Have you seen them yet? The little ads scattered throughout the Olympic coverage that direct the viewer to Olympic training programs nearby? So far I’ve only caught the ads for snowboarding and biathlon training. Of the two, I think being a biathlete would be pretty sweet. It seems like it’d add a certain gravitas in my home to know that Mom is a sharp-shooter in peak shape.

I suspect, though, that my attraction to the ads may have less to do with Olympic dreams and more with simply being in better shape. At the moment my exercise consists of carrying around the twenty-pound-baby and folding Sochi-sized mountains of laundry. Not easy work, to be sure, but it doesn’t really get the heart rate going beyond the initial reaction to the laundry or the screeching baby.

This past weekend, though, I’ve seen more exercise commercials and people in stretchy clothes than I have in a long time, and it makes me want to jump on board. Working up a sweat is strangely alluring at 30 in a way that it never was at 20. It begs the question, though: can a mom really get in shape in the middle of winter with lots of little people at home and cake constantly in the fridge?

The other night when my husband was out, I put together my getting-it-together exercise plan: I’d buy a used elliptical and use it for maybe half an hour after the children were in bed. It’d simply be something I’d tack on at the end of the day, and no one would be the wiser for it.

Yesterday, though, that plan was dashed upon learning that used ellipticals in my area are still about four hundred dollars. I’m afraid to spend the money on it only to find out that it doesn’t work. Or it does—and I have to keep using it. Either way, I learned that I’m not emotionally ready to commit to the equipment. That leaves me with viewing online exercise videos.  Perhaps I can get my husband to promise that he won’t watch as I try to follow along.

Also, I’ve had to have a serious coming-to-terms with my caloric intake. A few weeks before the Olympics started, I had the misfortune of reading a piece in the paper about the workout and diet routines of a handful of Team USA members. As I admired their photos and shook my head in disbelief at their exercise regimens, I noticed that I consumed just about the same number of calories as one Olympian and sometimes twice as much as another!

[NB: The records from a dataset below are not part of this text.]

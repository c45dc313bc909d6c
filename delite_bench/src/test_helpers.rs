//! Shared fixtures for unit tests, integration tests and benchmarks.
//!
//! Git commands run hermetically so the user's configuration cannot leak into
//! the repositories created here.

use std::fs;
use std::path::Path;
use std::process::{Command, Stdio};
use tempfile::{tempdir, TempDir};

const HERMETIC_GIT_ENV: [(&str, &str); 6] = [
    ("GIT_CONFIG_NOSYSTEM", "true"),
    ("GIT_CONFIG_GLOBAL", "/dev/null"),
    ("GIT_AUTHOR_NAME", "testuser"),
    ("GIT_AUTHOR_EMAIL", "testuser@example.com"),
    ("GIT_COMMITTER_NAME", "testuser"),
    ("GIT_COMMITTER_EMAIL", "testuser@example.com"),
];

fn git(args: &[&str], dir: &Path) -> Command {
    let mut command = Command::new("git");
    command.args(args).envs(HERMETIC_GIT_ENV).current_dir(dir);
    command
}

/// Runs a git command in `dir`.
///
/// # Panics
/// Panics if the git command fails or returns a non-zero exit status.
pub fn run_git_command(args: &[&str], dir: &Path) {
    assert!(git(args, dir)
        .stdout(Stdio::null())
        .stderr(Stdio::null())
        .status()
        .expect("Failed to spawn git command")
        .success());
}

/// Runs a git command in `dir` and returns its trimmed standard output.
pub fn git_output(args: &[&str], dir: &Path) -> String {
    let output = git(args, dir).output().expect("Failed to spawn git command");
    assert!(output.status.success(), "git {:?} failed", args);
    String::from_utf8_lossy(&output.stdout).trim().to_owned()
}

/// Initializes a git repository in `dir` with an initial empty commit.
pub fn init_repo(dir: &Path) {
    run_git_command(&["init", "--initial-branch", "master"], dir);
    run_git_command(&["commit", "--allow-empty", "-m", "Initial commit"], dir);
}

/// Creates a temporary directory with an initialized git repository.
pub fn dir_with_repo() -> TempDir {
    let tempdir = tempdir().unwrap();
    init_repo(tempdir.path());
    tempdir
}

/// Adds an empty commit to the repository in `dir` and returns its short hash.
pub fn empty_commit(dir: &Path, message: &str) -> String {
    run_git_command(&["commit", "--allow-empty", "-m", message], dir);
    head_short_hash(dir)
}

pub fn head_short_hash(dir: &Path) -> String {
    git_output(&["rev-parse", "--short", "HEAD"], dir)
}

/// Writes a timing file below `store_root` the way a timed run leaves it:
/// one value in microseconds per line.
pub fn write_times(store_root: &Path, commit: &str, app: &str, config: &str, micros: &[u64]) {
    let dir = store_root.join(commit);
    fs::create_dir_all(&dir).unwrap();
    let content: String = micros.iter().map(|m| format!("{}\n", m)).collect();
    fs::write(dir.join(format!("{}-{}.times", app, config)), content).unwrap();
}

I tossed the paper aside dismissively—after all, that just can’t be healthy—but the numbers stayed with me. I decided to devise a calorie chart on the side of the fridge that probably more closely reflects what I ought to be consuming and which I need to remember to flip around when we have company. It’s divided into snacks and meals, and I check off the boxes as I go along the day.

So, that’s the plan: exercise and eat less. It sounds a little radical to me, but it’s hard to deny the math.

Even as I write this I’m shrugging off the nagging feeling that this is going to end up in great disappointment—that getting in shape is about as likely as me winning the biathlon. I guess only time and the stretchy clothes will tell.

"Or do you not know that your body is a temple of the Holy Spirit within you, which you have from God, and that you are not your own? For you were bought with a price; therefore glorify God in your body." -1 Cor.6:19-20

 Have you had any fitness success? Any tips for someone who’s feeling the call to exercise?